- Despite geo-political turmoil and heavy sanctions, Russia picked up its exports in April.
- Most of Western European and other countries like India and Turkey are importing oil from Russia.
- Several economists suggest that Russian economy is expected to contract in the long run.
It's now been more than two months since Russia invaded Ukraine. As matters escalated, the US and other countries collectively decided to put heavy sanctions against Russia to force Putin to stop the invasion. It was expected that following the sanctions, Russia would soon experience an economic fallout. However, the doors seemed to have opened to a different roadway. Russia has instead picked up its exports in April.
Let’s see how the Russian economy is holding on despite heavy sanctions.
What is happening right now?
Russia is the third-largest producer of crude oil. Thus, banning Russian exports of oil and gas seemed unrealistic to many. Besides, most of the Western European and other countries like India and Turkey are importing oil from Russia.
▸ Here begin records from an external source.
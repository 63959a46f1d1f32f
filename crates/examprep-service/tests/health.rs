//! Health endpoint integration tests.

mod common;

use common::{data, TestHarness};

#[tokio::test]
async fn health_check_returns_ok() {
    let harness = TestHarness::new();

    let response = harness.server.get("/health").await;

    response.assert_status_ok();
}

#[tokio::test]
async fn health_check_returns_json() {
    let harness = TestHarness::new();

    let response = harness.server.get("/health").await;

    response.assert_status_ok();
    let body: serde_json::Value = response.json();
    assert_eq!(data(&body)["status"], "ok");
    assert_eq!(data(&body)["service"], "examprep");
}
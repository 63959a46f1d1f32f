//! Generated papers and their generation jobs.

use std::fmt;
use std::str::FromStr;

use chrono::{DateTime, Utc};
use serde::{Deserialize, Serialize};

use crate::{JobId, PaperId, UserId};

/// Lifecycle of a paper and of the job producing it.
#[derive(Debug, Clone, Copy, PartialEq, Eq, Hash, Serialize, Deserialize)]
#[serde(rename_all = "snake_case")]
pub enum GenerationStatus {
    /// Paid for and queued, or being generated.
    Pending,
    /// Questions are available.
    Done,
    /// Generation gave up; the credit was refunded.
    Failed,
}

impl GenerationStatus {
    /// Database / wire representation.
    #[must_use]
    pub const fn as_str(&self) -> &'static str {
        match self {
            Self::Pending => "pending",
            Self::Done => "done",
            Self::Failed => "failed",
        }
    }

    /// Whether the status can no longer change.
    #[must_use]
    pub const fn is_terminal(&self) -> bool {
        matches!(self, Self::Done | Self::Failed)
    }
}

impl fmt::Display for GenerationStatus {
    fn fmt(&self, f: &mut fmt::Formatter<'_>) -> fmt::Result {
        f.write_str(self.as_str())
    }
}

impl FromStr for GenerationStatus {
    type Err = String;

    fn from_str(s: &str) -> Result<Self, Self::Err> {
        match s {
            "pending" => Ok(Self::Pending),
            "done" => Ok(Self::Done),
            "failed" => Ok(Self::Failed),
            other => Err(format!("unknown generation status: {other}")),
        }
    }
}

/// A multiple-choice question.
#[derive(Debug, Clone, PartialEq, Eq, Serialize, Deserialize)]
pub struct PaperQuestion {
    /// Question text.
    pub question_text: String,
    /// Answer options.
    pub options: Vec<String>,
    /// The correct option.
    pub correct_answer: String,
}

/// A question paper a student paid one credit for.
#[derive(Debug, Clone, PartialEq, Eq, Serialize, Deserialize)]
pub struct Paper {
    /// Paper ID; also keys the deduction and any refund.
    pub id: PaperId,
    /// Owner.
    pub user_id: UserId,
    /// Requested topic.
    pub topic: String,
    /// Generation status.
    pub status: GenerationStatus,
    /// Generated questions. Empty until `status` is `Done`.
    pub questions: Vec<PaperQuestion>,
    /// When the paper was requested.
    pub created_at: DateTime<Utc>,
    /// When the paper last changed.
    pub updated_at: DateTime<Utc>,
}

impl Paper {
    /// A pending paper with no questions.
    #[must_use]
    pub fn pending(id: PaperId, user_id: UserId, topic: String) -> Self {
        let now = Utc::now();
        Self {
            id,
            user_id,
            topic,
            status: GenerationStatus::Pending,
            questions: Vec::new(),
            created_at: now,
            updated_at: now,
        }
    }
}

/// A queued unit of generation work.
#[derive(Debug, Clone, PartialEq, Eq, Serialize, Deserialize)]
pub struct GenerationJob {
    /// Job ID.
    pub id: JobId,
    /// Paper being generated.
    pub paper_id: PaperId,
    /// Owner.
    pub user_id: UserId,
    /// Topic to generate for.
    pub topic: String,
    /// Job status.
    pub status: GenerationStatus,
    /// Failed attempts so far.
    pub attempts: u32,
    /// Last failure message.
    pub error: Option<String>,
    /// When the job was queued.
    pub created_at: DateTime<Utc>,
    /// When the job last changed.
    pub updated_at: DateTime<Utc>,
}

impl GenerationJob {
    /// A pending job for `paper`.
    #[must_use]
    pub fn pending(id: JobId, paper: &Paper) -> Self {
        let now = Utc::now();
        Self {
            id,
            paper_id: paper.id,
            user_id: paper.user_id,
            topic: paper.topic.clone(),
            status: GenerationStatus::Pending,
            attempts: 0,
            error: None,
            created_at: now,
            updated_at: now,
        }
    }
}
During the initial days of the invasion, the Russian economy did face a grim reaction from most of the world. Tons of companies suspended their businesses in the country; sanctions were put on Russian banks. Following these, the share market of Russia fell immensely.
However, countries do need the discounted oil that Russia is exporting. Some experts suggest that it's a funny game on right now- because countries importing oil from Russia might also be providing military support to Ukraine. Nevertheless, on top of everything, the revenue generated through exports rose in April compared to March.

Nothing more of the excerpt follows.